Problem requirements: Among the entries that follow, find every line with the word "sent" and list it.

Stored data:
== Segment start ==
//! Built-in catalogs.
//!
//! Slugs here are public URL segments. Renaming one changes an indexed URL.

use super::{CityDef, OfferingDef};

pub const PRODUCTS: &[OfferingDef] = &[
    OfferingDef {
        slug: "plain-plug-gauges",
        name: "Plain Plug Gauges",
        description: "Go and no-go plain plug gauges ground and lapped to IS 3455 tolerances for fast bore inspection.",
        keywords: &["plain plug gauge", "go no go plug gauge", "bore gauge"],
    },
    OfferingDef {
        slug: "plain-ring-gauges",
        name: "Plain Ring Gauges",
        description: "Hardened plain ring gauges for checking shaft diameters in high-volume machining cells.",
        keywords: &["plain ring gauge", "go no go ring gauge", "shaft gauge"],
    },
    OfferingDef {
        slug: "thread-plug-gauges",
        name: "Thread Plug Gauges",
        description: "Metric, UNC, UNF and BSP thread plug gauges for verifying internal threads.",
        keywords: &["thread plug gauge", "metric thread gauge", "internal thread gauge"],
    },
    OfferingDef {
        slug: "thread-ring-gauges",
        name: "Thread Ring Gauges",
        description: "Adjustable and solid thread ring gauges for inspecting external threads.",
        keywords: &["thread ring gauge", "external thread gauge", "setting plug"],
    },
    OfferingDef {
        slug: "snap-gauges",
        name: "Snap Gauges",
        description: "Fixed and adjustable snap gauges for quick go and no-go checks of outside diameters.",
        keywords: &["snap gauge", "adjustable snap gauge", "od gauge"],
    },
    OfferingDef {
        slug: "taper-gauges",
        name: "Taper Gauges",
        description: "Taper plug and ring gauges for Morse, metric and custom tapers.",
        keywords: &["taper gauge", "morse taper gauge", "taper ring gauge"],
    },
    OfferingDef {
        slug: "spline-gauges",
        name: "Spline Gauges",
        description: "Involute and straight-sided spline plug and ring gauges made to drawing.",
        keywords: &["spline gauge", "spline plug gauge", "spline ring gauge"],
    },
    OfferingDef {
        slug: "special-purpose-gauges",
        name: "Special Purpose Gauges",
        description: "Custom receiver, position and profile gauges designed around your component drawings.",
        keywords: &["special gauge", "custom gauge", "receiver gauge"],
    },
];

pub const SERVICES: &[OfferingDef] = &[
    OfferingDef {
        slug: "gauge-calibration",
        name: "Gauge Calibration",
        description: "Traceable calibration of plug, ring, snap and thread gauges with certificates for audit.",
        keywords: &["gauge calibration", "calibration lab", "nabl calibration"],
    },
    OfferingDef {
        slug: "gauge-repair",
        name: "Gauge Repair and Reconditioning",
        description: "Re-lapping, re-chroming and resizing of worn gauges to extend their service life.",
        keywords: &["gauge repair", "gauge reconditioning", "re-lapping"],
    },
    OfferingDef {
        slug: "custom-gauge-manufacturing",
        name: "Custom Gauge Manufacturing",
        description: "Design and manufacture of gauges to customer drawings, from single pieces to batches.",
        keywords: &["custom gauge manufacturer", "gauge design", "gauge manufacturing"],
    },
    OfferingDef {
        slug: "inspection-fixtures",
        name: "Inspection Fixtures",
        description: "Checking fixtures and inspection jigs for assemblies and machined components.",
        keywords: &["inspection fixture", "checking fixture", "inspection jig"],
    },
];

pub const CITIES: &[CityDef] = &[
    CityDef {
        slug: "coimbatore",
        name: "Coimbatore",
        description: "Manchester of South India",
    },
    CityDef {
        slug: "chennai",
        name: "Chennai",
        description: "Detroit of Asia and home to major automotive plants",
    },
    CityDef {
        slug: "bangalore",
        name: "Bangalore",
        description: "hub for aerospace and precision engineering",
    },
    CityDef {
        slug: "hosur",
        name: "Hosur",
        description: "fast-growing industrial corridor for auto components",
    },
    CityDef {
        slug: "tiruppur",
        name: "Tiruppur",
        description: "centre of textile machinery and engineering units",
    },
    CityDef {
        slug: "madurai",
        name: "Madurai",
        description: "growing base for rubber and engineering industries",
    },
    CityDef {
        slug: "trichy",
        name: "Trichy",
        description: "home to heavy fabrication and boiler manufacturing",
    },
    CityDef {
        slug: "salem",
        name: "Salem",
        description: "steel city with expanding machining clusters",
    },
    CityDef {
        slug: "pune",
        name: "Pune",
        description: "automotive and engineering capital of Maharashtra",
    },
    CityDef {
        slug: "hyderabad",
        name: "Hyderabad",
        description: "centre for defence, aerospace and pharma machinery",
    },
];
== Segment end ==
== Segment start ==
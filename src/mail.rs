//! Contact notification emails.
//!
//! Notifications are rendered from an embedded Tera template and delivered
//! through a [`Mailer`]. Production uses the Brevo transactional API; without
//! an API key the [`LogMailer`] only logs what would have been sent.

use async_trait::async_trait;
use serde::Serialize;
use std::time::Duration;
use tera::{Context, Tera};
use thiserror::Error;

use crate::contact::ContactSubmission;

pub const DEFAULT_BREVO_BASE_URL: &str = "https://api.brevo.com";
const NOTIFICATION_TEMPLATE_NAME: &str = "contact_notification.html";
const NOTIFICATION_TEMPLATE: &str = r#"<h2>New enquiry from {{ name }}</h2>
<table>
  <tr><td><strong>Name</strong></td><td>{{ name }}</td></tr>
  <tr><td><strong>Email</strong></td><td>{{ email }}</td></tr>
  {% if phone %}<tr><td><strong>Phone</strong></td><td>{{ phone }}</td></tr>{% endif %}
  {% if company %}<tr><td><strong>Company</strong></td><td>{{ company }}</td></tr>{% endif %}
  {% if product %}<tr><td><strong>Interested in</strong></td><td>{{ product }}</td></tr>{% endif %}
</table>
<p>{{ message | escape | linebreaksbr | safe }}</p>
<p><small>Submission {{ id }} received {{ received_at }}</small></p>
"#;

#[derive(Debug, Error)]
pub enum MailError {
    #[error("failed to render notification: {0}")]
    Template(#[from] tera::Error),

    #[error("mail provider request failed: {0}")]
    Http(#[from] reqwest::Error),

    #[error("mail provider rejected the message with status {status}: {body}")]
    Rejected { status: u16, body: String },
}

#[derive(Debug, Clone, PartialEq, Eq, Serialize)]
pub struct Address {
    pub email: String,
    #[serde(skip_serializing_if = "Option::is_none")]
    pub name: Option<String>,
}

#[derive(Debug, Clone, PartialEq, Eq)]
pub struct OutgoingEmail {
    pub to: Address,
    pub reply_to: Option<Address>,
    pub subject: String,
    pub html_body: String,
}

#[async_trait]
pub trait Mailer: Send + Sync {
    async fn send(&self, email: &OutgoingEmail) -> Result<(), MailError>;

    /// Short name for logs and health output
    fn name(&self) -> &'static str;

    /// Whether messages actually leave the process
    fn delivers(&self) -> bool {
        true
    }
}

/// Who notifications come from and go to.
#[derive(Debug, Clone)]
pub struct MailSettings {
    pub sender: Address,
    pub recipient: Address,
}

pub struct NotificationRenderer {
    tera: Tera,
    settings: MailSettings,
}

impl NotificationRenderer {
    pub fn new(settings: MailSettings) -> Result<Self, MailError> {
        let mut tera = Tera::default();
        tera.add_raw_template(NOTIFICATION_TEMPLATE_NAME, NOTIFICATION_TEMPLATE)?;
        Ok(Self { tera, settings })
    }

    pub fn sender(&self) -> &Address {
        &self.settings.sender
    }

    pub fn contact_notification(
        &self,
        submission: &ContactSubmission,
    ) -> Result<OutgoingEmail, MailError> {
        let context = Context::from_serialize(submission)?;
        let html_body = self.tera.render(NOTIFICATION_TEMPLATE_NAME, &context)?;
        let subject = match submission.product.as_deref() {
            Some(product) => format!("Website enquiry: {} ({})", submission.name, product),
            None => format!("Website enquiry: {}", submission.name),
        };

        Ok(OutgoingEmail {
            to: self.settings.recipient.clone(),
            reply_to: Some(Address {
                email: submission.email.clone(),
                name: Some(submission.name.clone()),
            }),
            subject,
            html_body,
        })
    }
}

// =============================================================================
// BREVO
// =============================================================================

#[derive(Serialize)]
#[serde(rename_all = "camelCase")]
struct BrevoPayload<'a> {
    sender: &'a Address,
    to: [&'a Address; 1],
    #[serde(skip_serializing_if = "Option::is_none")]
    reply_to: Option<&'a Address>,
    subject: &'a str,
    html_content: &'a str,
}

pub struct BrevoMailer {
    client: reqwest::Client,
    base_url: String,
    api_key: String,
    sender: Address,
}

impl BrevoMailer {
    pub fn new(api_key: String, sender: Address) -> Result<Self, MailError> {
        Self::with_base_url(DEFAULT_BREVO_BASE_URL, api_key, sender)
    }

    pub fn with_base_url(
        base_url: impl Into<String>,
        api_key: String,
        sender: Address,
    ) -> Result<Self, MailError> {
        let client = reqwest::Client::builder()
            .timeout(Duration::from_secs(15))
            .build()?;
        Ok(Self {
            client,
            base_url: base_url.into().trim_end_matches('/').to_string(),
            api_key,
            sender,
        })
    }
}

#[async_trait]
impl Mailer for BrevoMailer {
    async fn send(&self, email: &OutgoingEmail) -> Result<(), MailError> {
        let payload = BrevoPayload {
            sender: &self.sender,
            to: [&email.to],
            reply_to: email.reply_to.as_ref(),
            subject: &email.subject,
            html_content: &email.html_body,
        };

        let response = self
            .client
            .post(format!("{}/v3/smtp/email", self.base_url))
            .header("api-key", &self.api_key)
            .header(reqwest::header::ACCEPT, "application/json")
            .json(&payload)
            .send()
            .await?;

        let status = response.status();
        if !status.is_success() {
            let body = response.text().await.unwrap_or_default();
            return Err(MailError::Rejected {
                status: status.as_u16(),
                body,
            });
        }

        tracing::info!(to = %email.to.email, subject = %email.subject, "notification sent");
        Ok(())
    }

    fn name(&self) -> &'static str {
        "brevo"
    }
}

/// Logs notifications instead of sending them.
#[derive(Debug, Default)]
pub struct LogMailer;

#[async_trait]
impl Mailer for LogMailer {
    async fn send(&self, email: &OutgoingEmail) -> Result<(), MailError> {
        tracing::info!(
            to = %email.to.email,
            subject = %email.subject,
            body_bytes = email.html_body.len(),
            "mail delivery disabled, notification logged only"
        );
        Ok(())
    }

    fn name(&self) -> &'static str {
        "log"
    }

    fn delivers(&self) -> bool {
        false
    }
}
== Segment end ==
Output of the task:
//! an API key the [`LogMailer`] only logs what would have been sent.
        tracing::info!(to = %email.to.email, subject = %email.subject, "notification sent");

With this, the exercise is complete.